## 1. Understanding word2vec

Let's have a quick refresher on the word2vec algorithm. The key insight behind word2vec is that *'a word is known by the company it keeps'*. Concretely, suppose we have a 'center' word c and a contextual windown surrouding c. We shall refer to words that lie in this contextual window as 'outside words'. For example, in Figure 1 we see that the center word c is 'banking'. Since the context window size is 2, the outside words are 'turning', 'into', 'crises', and 'as'.

The goal of the skip-gram word2vec algorithm is to accurately learn the probability distribution P(O|C). Given a specific word o and a specific word c, we want to calculate P(O=o|C=c), which is th probability that word o is an 'outside' word for c, i.e., the probability that o falls within the contextual window of c.  

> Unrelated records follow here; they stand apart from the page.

use std::collections::BTreeSet;
use std::path::Path;

use saldo_core::Tuning;
use saldo_oracle::{PngImage, VisionOracle};
use saldo_pdf::PdfToolkit;

use crate::pipeline::PipelineError;
use crate::prompts;

/// One relevance batch that produced nothing usable: the pages it covered
/// and what went wrong.
#[derive(Debug, Clone)]
pub struct ChunkFailure {
    pub pages: Vec<u32>,
    pub detail: String,
}

/// Outcome of the relevance pass: the table-bearing pages found, plus any
/// batches that failed along the way. Failures never abort the scan.
#[derive(Debug, Clone, Default)]
pub struct PageScan {
    /// Sorted, deduplicated 1-indexed page numbers.
    pub pages: Vec<u32>,
    pub failures: Vec<ChunkFailure>,
}

/// Walk the whole document in batches of low-res thumbnails and ask the
/// oracle which pages hold a movements table.
///
/// Per batch: render each page (a page that will not render is dropped
/// from the batch), send the survivors with an instruction naming their
/// real page numbers, keep only replies that point back at a submitted
/// page. Thumbnails live in a per-batch scratch directory that is removed
/// when the batch ends, on every path.
pub async fn find_table_pages<P, O>(
    pdf: &P,
    oracle: &O,
    document: &Path,
    total_pages: u32,
    cfg: &Tuning,
    scratch: &Path,
) -> Result<PageScan, PipelineError>
where
    P: PdfToolkit,
    O: VisionOracle,
{
    let mut found = BTreeSet::new();
    let mut failures = Vec::new();
    let all: Vec<u32> = (1..=total_pages).collect();

    for chunk in all.chunks(cfg.relevance_batch_pages.max(1)) {
        let dir = tempfile::tempdir_in(scratch)?;

        let mut images = Vec::with_capacity(chunk.len());
        for &page in chunk {
            let thumb = dir.path().join(format!("thumb-{page}.png"));
            match pdf.rasterize(document, page, cfg.thumb_dpi, &thumb).await {
                Ok(()) => images.push(PngImage::new(page, tokio::fs::read(&thumb).await?)),
                Err(e) => tracing::warn!("skipping page {page} thumbnail: {e}"),
            }
        }
        if images.is_empty() {
            failures.push(ChunkFailure {
                pages: chunk.to_vec(),
                detail: "no page in this batch could be rendered".to_string(),
            });
            continue;
        }

        let submitted: Vec<u32> = images.iter().map(|i| i.page).collect();
        match oracle.relevant_pages(&prompts::relevance(&submitted), &images).await {
            Ok(reply) => {
                for n in reply.pages {
                    if n < 1 || n > i64::from(total_pages) {
                        continue;
                    }
                    let n = n as u32;
                    // The oracle may only pick pages it was actually shown.
                    if submitted.contains(&n) {
                        found.insert(n);
                    }
                }
            }
            Err(e) => failures.push(ChunkFailure {
                pages: chunk.to_vec(),
                detail: e.to_string(),
            }),
        }
    }

    Ok(PageScan {
        pages: found.into_iter().collect(),
        failures,
    })
}
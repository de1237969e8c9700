use std::net::SocketAddr;

use saldo_core::Tuning;
use saldo_extract::StatementPipeline;
use saldo_oracle::OpenAiOracle;
use saldo_pdf::ShellTools;
use saldo_server::{create_router, AppState, ServerHandle, Settings};

#[tokio::main]
async fn main() -> anyhow::Result<()> {
    dotenvy::dotenv().ok();
    tracing_subscriber::fmt()
        .with_env_filter(
            tracing_subscriber::EnvFilter::try_from_default_env()
                .unwrap_or_else(|_| tracing_subscriber::EnvFilter::new("info")),
        )
        .init();

    let settings = Settings::from_env()?;
    settings.ensure_dirs()?;

    let pipeline = StatementPipeline::new(
        ShellTools::from_env(),
        OpenAiOracle::from_env(),
        Tuning::default(),
        settings.scratch_dir(),
    );
    let state = AppState::new(pipeline, settings.uploads_dir());

    let addr = SocketAddr::from(([0, 0, 0, 0], settings.port));
    let mut server = ServerHandle::start(create_router(state), addr).await?;

    tokio::signal::ctrl_c().await?;
    tracing::info!("shutting down");
    server.stop().await;
    Ok(())
}
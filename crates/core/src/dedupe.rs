use std::collections::HashSet;

use crate::movement::Movement;

/// Key under which two rows count as the same movement: date and amounts
/// must match exactly, the description ignores case and outer whitespace.
fn row_key(m: &Movement) -> String {
    format!(
        "{}|{}|{}|{}|{}",
        m.date.trim(),
        m.description.trim().to_lowercase(),
        m.withdrawal,
        m.deposit,
        m.balance
    )
}

/// Drop exact repeats, keeping the first occurrence and the original order.
///
/// Extraction batches overlap in practice (the oracle re-reads rows that
/// straddle a page break), so the same movement often arrives twice.
pub fn dedupe(movements: Vec<Movement>) -> Vec<Movement> {
    let mut seen = HashSet::new();
    let mut kept = Vec::with_capacity(movements.len());
    for m in movements {
        if seen.insert(row_key(&m)) {
            kept.push(m);
        }
    }
    kept
}
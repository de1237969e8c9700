use serde::{Deserialize, Serialize};

/// One statement row. Wire names are the oracle's Spanish column headers so
/// the same struct serves the HTTP response and the schema-constrained reply.
#[derive(Debug, Clone, PartialEq, Serialize, Deserialize)]
pub struct Movement {
    #[serde(rename = "fecha")]
    pub date: String,
    #[serde(rename = "concepto")]
    pub description: String,
    #[serde(rename = "retiros")]
    pub withdrawal: f64,
    #[serde(rename = "depositos")]
    pub deposit: f64,
    #[serde(rename = "saldo")]
    pub balance: f64,
}

/// An amount as the oracle may emit it. Schema-enforced replies carry plain
/// numbers; loose-parsed fallback replies sometimes carry formatted strings
/// like `"1.234,56"` or `"$ 45.00"`.
#[derive(Debug, Clone, PartialEq, Deserialize)]
#[serde(untagged)]
pub enum RawAmount {
    Number(f64),
    Text(String),
}

/// A row before normalization. Every field is optional so a reply missing
/// columns still yields a row instead of failing the whole batch.
#[derive(Debug, Clone, Default, PartialEq, Deserialize)]
pub struct RawMovement {
    #[serde(default)]
    pub fecha: Option<String>,
    #[serde(default)]
    pub concepto: Option<String>,
    #[serde(default)]
    pub retiros: Option<RawAmount>,
    #[serde(default)]
    pub depositos: Option<RawAmount>,
    #[serde(default)]
    pub saldo: Option<RawAmount>,
}

#[cfg(test)]
mod tests {
    use super::*;

    #[test]
    fn movement_serializes_with_wire_names() {
        let m = Movement {
            date: "2024-03-01".to_string(),
            description: "PAGO TARJETA".to_string(),
            withdrawal: 150.0,
            deposit: 0.0,
            balance: 1850.5,
        };
        let v = serde_json::to_value(&m).unwrap();
        assert_eq!(v["fecha"], "2024-03-01");
        assert_eq!(v["concepto"], "PAGO TARJETA");
        assert_eq!(v["retiros"], 150.0);
        assert_eq!(v["depositos"], 0.0);
        assert_eq!(v["saldo"], 1850.5);
    }

    #[test]
    fn raw_movement_accepts_string_amounts() {
        let raw: RawMovement =
            serde_json::from_str(r#"{"fecha":"01/03/2024","retiros":"1.234,56","saldo":980}"#)
                .unwrap();
        assert_eq!(raw.fecha.as_deref(), Some("01/03/2024"));
        assert!(raw.concepto.is_none());
        assert_eq!(raw.retiros, Some(RawAmount::Text("1.234,56".to_string())));
        assert_eq!(raw.saldo, Some(RawAmount::Number(980.0)));
    }

    #[test]
    fn raw_movement_accepts_nulls() {
        let raw: RawMovement =
            serde_json::from_str(r#"{"fecha":null,"concepto":null,"depositos":null}"#).unwrap();
        assert!(raw.fecha.is_none());
        assert!(raw.depositos.is_none());
    }
}
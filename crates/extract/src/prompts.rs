//! Instructions sent with each oracle request. Spanish on purpose: the
//! documents are Spanish-language statements and the column vocabulary
//! (RETIROS, ABONOS, SALDO) is what the oracle must anchor on.

/// Ask which of the attached thumbnails show a movements table. `pages`
/// are the real 1-indexed page numbers, in the order the images are
/// attached.
pub fn relevance(pages: &[u32]) -> String {
    let listed = pages
        .iter()
        .map(|p| p.to_string())
        .collect::<Vec<_>>()
        .join(", ");
    format!(
        "De estas páginas de un estado de cuenta, identifica cuáles contienen una TABLA de movimientos\n\
         (con columnas tipo FECHA, CONCEPTO/DESCRIPCIÓN, RETIROS/CARGOS, DEPÓSITOS/ABONOS y SALDO).\n\
         Ignora portada, avisos, glosarios, publicidad.\n\
         Ignora anotaciones a mano.\n\
         Devuelve SOLO JSON con \"pages\": [números de página] usando los números REALES de estas páginas:\n\
         {listed}"
    )
}

/// Extraction rules for the full-resolution pass.
pub const EXTRACTION: &str = "\
Extrae la tabla de movimientos bancarios de estas páginas.\n\
Reglas:\n\
- Devuelve SOLO JSON según el schema.\n\
- Ignora anotaciones manuscritas.\n\
- Si falta un valor, usa 0.\n\
- Normaliza fechas a YYYY-MM-DD si puedes.\n\
- \"retiros\" y \"depositos\" deben ser números.\n\
- Si hay Cargo/Abono: Cargo=retiros, Abono=depositos.\n\
- NO inventes filas.";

In word2vec, the conditional probability distribution is given by taking vector dot-products and applying the softmax function:
$$
\begin{equation}
    P(O=o|C=c) = \frac{\exp(u_o^T v_c)}{\sum_{w \in Vocab} \exp(u_w^Tv_c)}  \tag{1}
\label{eq:sample}
\end{equation}
$$

Here, $u_o$ is the 'outside' vector representing outside word o, and $v_c$ is the 'center' vector representing center word c. To contain these parameters, we have two matrices, $U$ and $V$. The columns of $U$ are all the 'outside' vectors $u_w$. The columns of $V$ are all of the 'center' vectors $v_w$. Both $U$ and $V$ contain a vector for every $w \in \text{Vocabulary}$.

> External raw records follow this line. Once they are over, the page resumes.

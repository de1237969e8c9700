use axum::extract::DefaultBodyLimit;
use axum::routing::post;
use axum::Router;
use tower_http::cors::CorsLayer;
use tower_http::trace::TraceLayer;

use saldo_oracle::VisionOracle;
use saldo_pdf::PdfToolkit;

use crate::state::AppState;
use crate::upload;

/// Hard cap on upload size.
pub const MAX_UPLOAD_BYTES: usize = 25 * 1024 * 1024;

/// Create the router with all routes and layers.
pub fn create_router<P, O>(state: AppState<P, O>) -> Router
where
    P: PdfToolkit + 'static,
    O: VisionOracle + 'static,
{
    Router::new()
        .route("/api/upload", post(upload::upload::<P, O>))
        .layer(DefaultBodyLimit::max(MAX_UPLOAD_BYTES))
        .layer(CorsLayer::permissive())
        .layer(TraceLayer::new_for_http())
        .with_state(state)
}

#[cfg(test)]
mod tests {
    use super::*;
    use std::sync::Arc;

    use axum::body::Body;
    use axum::http::{Request, StatusCode};
    use tower::ServiceExt;

    use saldo_core::{RawAmount, RawMovement, Tuning};
    use saldo_extract::StatementPipeline;
    use saldo_oracle::{MockOracle, OracleError};
    use saldo_pdf::StubToolkit;

    const BOUNDARY: &str = "saldo-test-boundary";

    fn file_field(name: &str, filename: &str, content_type: &str, data: &[u8]) -> Vec<u8> {
        let mut field = format!(
            "--{BOUNDARY}\r\nContent-Disposition: form-data; name=\"{name}\"; \
             filename=\"{filename}\"\r\nContent-Type: {content_type}\r\n\r\n"
        )
        .into_bytes();
        field.extend_from_slice(data);
        field.extend_from_slice(b"\r\n");
        field
    }

    fn text_field(name: &str, value: &str) -> Vec<u8> {
        format!(
            "--{BOUNDARY}\r\nContent-Disposition: form-data; name=\"{name}\"\r\n\r\n{value}\r\n"
        )
        .into_bytes()
    }

    fn request(fields: Vec<Vec<u8>>) -> Request<Body> {
        let mut body = Vec::new();
        for field in fields {
            body.extend_from_slice(&field);
        }
        body.extend_from_slice(format!("--{BOUNDARY}--\r\n").as_bytes());
        Request::builder()
            .method("POST")
            .uri("/api/upload")
            .header(
                "content-type",
                format!("multipart/form-data; boundary={BOUNDARY}"),
            )
            .body(Body::from(body))
            .unwrap()
    }

    fn pdf_field() -> Vec<u8> {
        file_field("pdf", "estado.pdf", "application/pdf", b"%PDF-1.7 test")
    }

    struct TestApp {
        router: Router,
        oracle: Arc<MockOracle>,
        stub: Arc<StubToolkit>,
        dir: tempfile::TempDir,
    }

    fn test_app(stub: StubToolkit, oracle: MockOracle) -> TestApp {
        let dir = tempfile::tempdir().unwrap();
        let uploads = dir.path().join("uploads");
        let scratch = dir.path().join("tmp");
        std::fs::create_dir_all(&uploads).unwrap();
        std::fs::create_dir_all(&scratch).unwrap();

        let stub = Arc::new(stub);
        let oracle = Arc::new(oracle);
        let pipeline =
            StatementPipeline::new(stub.clone(), oracle.clone(), Tuning::default(), scratch);
        let router = create_router(AppState::new(pipeline, uploads));
        TestApp {
            router,
            oracle,
            stub,
            dir,
        }
    }

    async fn body_json(response: axum::response::Response) -> serde_json::Value {
        let body = axum::body::to_bytes(response.into_body(), usize::MAX)
            .await
            .unwrap();
        serde_json::from_slice(&body).unwrap()
    }

    fn raw(fecha: &str, concepto: &str, retiros: f64, depositos: f64, saldo: f64) -> RawMovement {
        RawMovement {
            fecha: Some(fecha.to_string()),
            concepto: Some(concepto.to_string()),
            retiros: Some(RawAmount::Number(retiros)),
            depositos: Some(RawAmount::Number(depositos)),
            saldo: Some(RawAmount::Number(saldo)),
        }
    }

    #[tokio::test]
    async fn missing_file_is_a_400() {
        let app = test_app(StubToolkit::plain(1, ""), MockOracle::new());

        let response = app
            .router
            .oneshot(request(vec![text_field("password", "x")]))
            .await
            .unwrap();

        assert_eq!(response.status(), StatusCode::BAD_REQUEST);
        let json = body_json(response).await;
        assert_eq!(json["ok"], false);
        assert_eq!(json["error"], "No llegó archivo PDF.");
    }

    #[tokio::test]
    async fn non_pdf_upload_is_a_400() {
        let app = test_app(StubToolkit::plain(1, ""), MockOracle::new());

        let response = app
            .router
            .oneshot(request(vec![file_field(
                "pdf",
                "notas.txt",
                "text/plain",
                b"not a pdf",
            )]))
            .await
            .unwrap();

        assert_eq!(response.status(), StatusCode::BAD_REQUEST);
        let json = body_json(response).await;
        assert_eq!(json["error"], "Solo se permite PDF");
        assert!(app.oracle.calls().is_empty());
    }

    #[tokio::test]
    async fn pdf_extension_alone_is_enough() {
        let oracle = MockOracle::new().script_pages(vec![1]).script_movements(vec![]);
        let app = test_app(StubToolkit::plain(1, ""), oracle);

        let response = app
            .router
            .oneshot(request(vec![file_field(
                "pdf",
                "ESTADO.PDF",
                "application/octet-stream",
                b"%PDF",
            )]))
            .await
            .unwrap();

        assert_eq!(response.status(), StatusCode::OK);
    }

    #[tokio::test]
    async fn encrypted_without_password_is_a_401_and_no_oracle_call() {
        let app = test_app(StubToolkit::encrypted(3, "", "hunter2"), MockOracle::new());

        let response = app.router.oneshot(request(vec![pdf_field()])).await.unwrap();

        assert_eq!(response.status(), StatusCode::UNAUTHORIZED);
        let json = body_json(response).await;
        assert_eq!(
            json["error"],
            "Este PDF está protegido. Escribe el password para procesarlo."
        );
        assert!(app.oracle.calls().is_empty());
        assert!(app.stub.rendered().is_empty());
    }

    #[tokio::test]
    async fn blank_password_counts_as_missing() {
        let app = test_app(StubToolkit::encrypted(3, "", "hunter2"), MockOracle::new());

        let response = app
            .router
            .oneshot(request(vec![pdf_field(), text_field("password", "   ")]))
            .await
            .unwrap();

        assert_eq!(response.status(), StatusCode::UNAUTHORIZED);
    }

    #[tokio::test]
    async fn wrong_password_is_a_401() {
        let app = test_app(StubToolkit::encrypted(3, "", "hunter2"), MockOracle::new());

        let response = app
            .router
            .oneshot(request(vec![pdf_field(), text_field("password", "nope")]))
            .await
            .unwrap();

        assert_eq!(response.status(), StatusCode::UNAUTHORIZED);
        let json = body_json(response).await;
        assert_eq!(json["error"], "Password incorrecto o no se pudo desencriptar.");
        assert!(app.oracle.calls().is_empty());
    }

    #[tokio::test]
    async fn missing_api_key_is_a_503() {
        // No key: the relevance batch fails softly, then extraction fails
        // hard with the same error.
        let oracle = MockOracle::new()
            .script_pages_error(OracleError::MissingApiKey)
            .script_movements_error(OracleError::MissingApiKey);
        let app = test_app(StubToolkit::plain(1, ""), oracle);

        let response = app.router.oneshot(request(vec![pdf_field()])).await.unwrap();

        assert_eq!(response.status(), StatusCode::SERVICE_UNAVAILABLE);
        let json = body_json(response).await;
        assert_eq!(json["error"], "Falta OPENAI_API_KEY en .env");
    }

    #[tokio::test]
    async fn pipeline_failures_are_a_500_with_the_message() {
        let oracle = MockOracle::new()
            .script_pages(vec![1])
            .script_movements_error(OracleError::Decode {
                detail: "not json".to_string(),
                raw: "garbage".to_string(),
            });
        let app = test_app(StubToolkit::plain(1, ""), oracle);

        let response = app.router.oneshot(request(vec![pdf_field()])).await.unwrap();

        assert_eq!(response.status(), StatusCode::INTERNAL_SERVER_ERROR);
        let json = body_json(response).await;
        assert_eq!(json["ok"], false);
        assert!(json["error"].as_str().unwrap().contains("not json"));
    }

    #[tokio::test]
    async fn successful_upload_reports_rows_with_spanish_keys() {
        let oracle = MockOracle::new().script_pages(vec![2]).script_movements(vec![
            raw("2024-05-01", "DEPOSITO NOMINA", 0.0, 1500.0, 1500.0),
            raw("2024-05-02", "PAGO SERVICIOS", 300.0, 0.0, 1200.0),
        ]);
        let app = test_app(StubToolkit::plain(3, ""), oracle);

        let response = app.router.oneshot(request(vec![pdf_field()])).await.unwrap();

        assert_eq!(response.status(), StatusCode::OK);
        let json = body_json(response).await;
        assert_eq!(json["ok"], true);
        assert_eq!(json["modo"], "vision_scanned");
        assert_eq!(json["encrypted"], false);
        assert_eq!(json["pages_detected"], serde_json::json!([2]));
        let rows = json["movimientos"].as_array().unwrap();
        assert_eq!(rows.len(), 2);
        assert_eq!(rows[0]["fecha"], "2024-05-01");
        assert_eq!(rows[0]["concepto"], "DEPOSITO NOMINA");
        assert_eq!(rows[1]["retiros"], 300.0);
        assert_eq!(rows[1]["saldo"], 1200.0);

        // The upload temp file is gone once the response is out.
        let uploads = app.dir.path().join("uploads");
        assert_eq!(std::fs::read_dir(uploads).unwrap().count(), 0);
    }

    #[tokio::test]
    async fn decrypted_upload_reports_encrypted_true() {
        let oracle = MockOracle::new().script_pages(vec![1]).script_movements(vec![]);
        let app = test_app(StubToolkit::encrypted(1, "", "hunter2"), oracle);

        let response = app
            .router
            .oneshot(request(vec![pdf_field(), text_field("password", "hunter2")]))
            .await
            .unwrap();

        assert_eq!(response.status(), StatusCode::OK);
        let json = body_json(response).await;
        assert_eq!(json["encrypted"], true);
        assert_eq!(json["movimientos"], serde_json::json!([]));
    }
}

Recall from lectures that, for a single pair of words c and o, the loss is given by:
$$
J_{naive-softmax}(v_c, o, U) = -\log P(O=o | C=c) \tag{2}
$$

Another way to view this loss is as the cross-entropy between the true distribution $y$ and the predicted distribution $\hat{y}$. Here, both $y$ and $\hat{y}$ are vectors with length equal to the number of words in the vocabulary. Furthermore, the $k^{th}$ entry in these vectors indicates the condition probabiility of the $k^{th}$ word being an 'outside word' for the given c. The true empirical distribution $y$ is a one-hot vector with a 1 for the true outside word o, and 0 everywhere else. The predicted distribution $\hat{y}$ is the probability $P(O|C=c)$ given by our model in equation(1) .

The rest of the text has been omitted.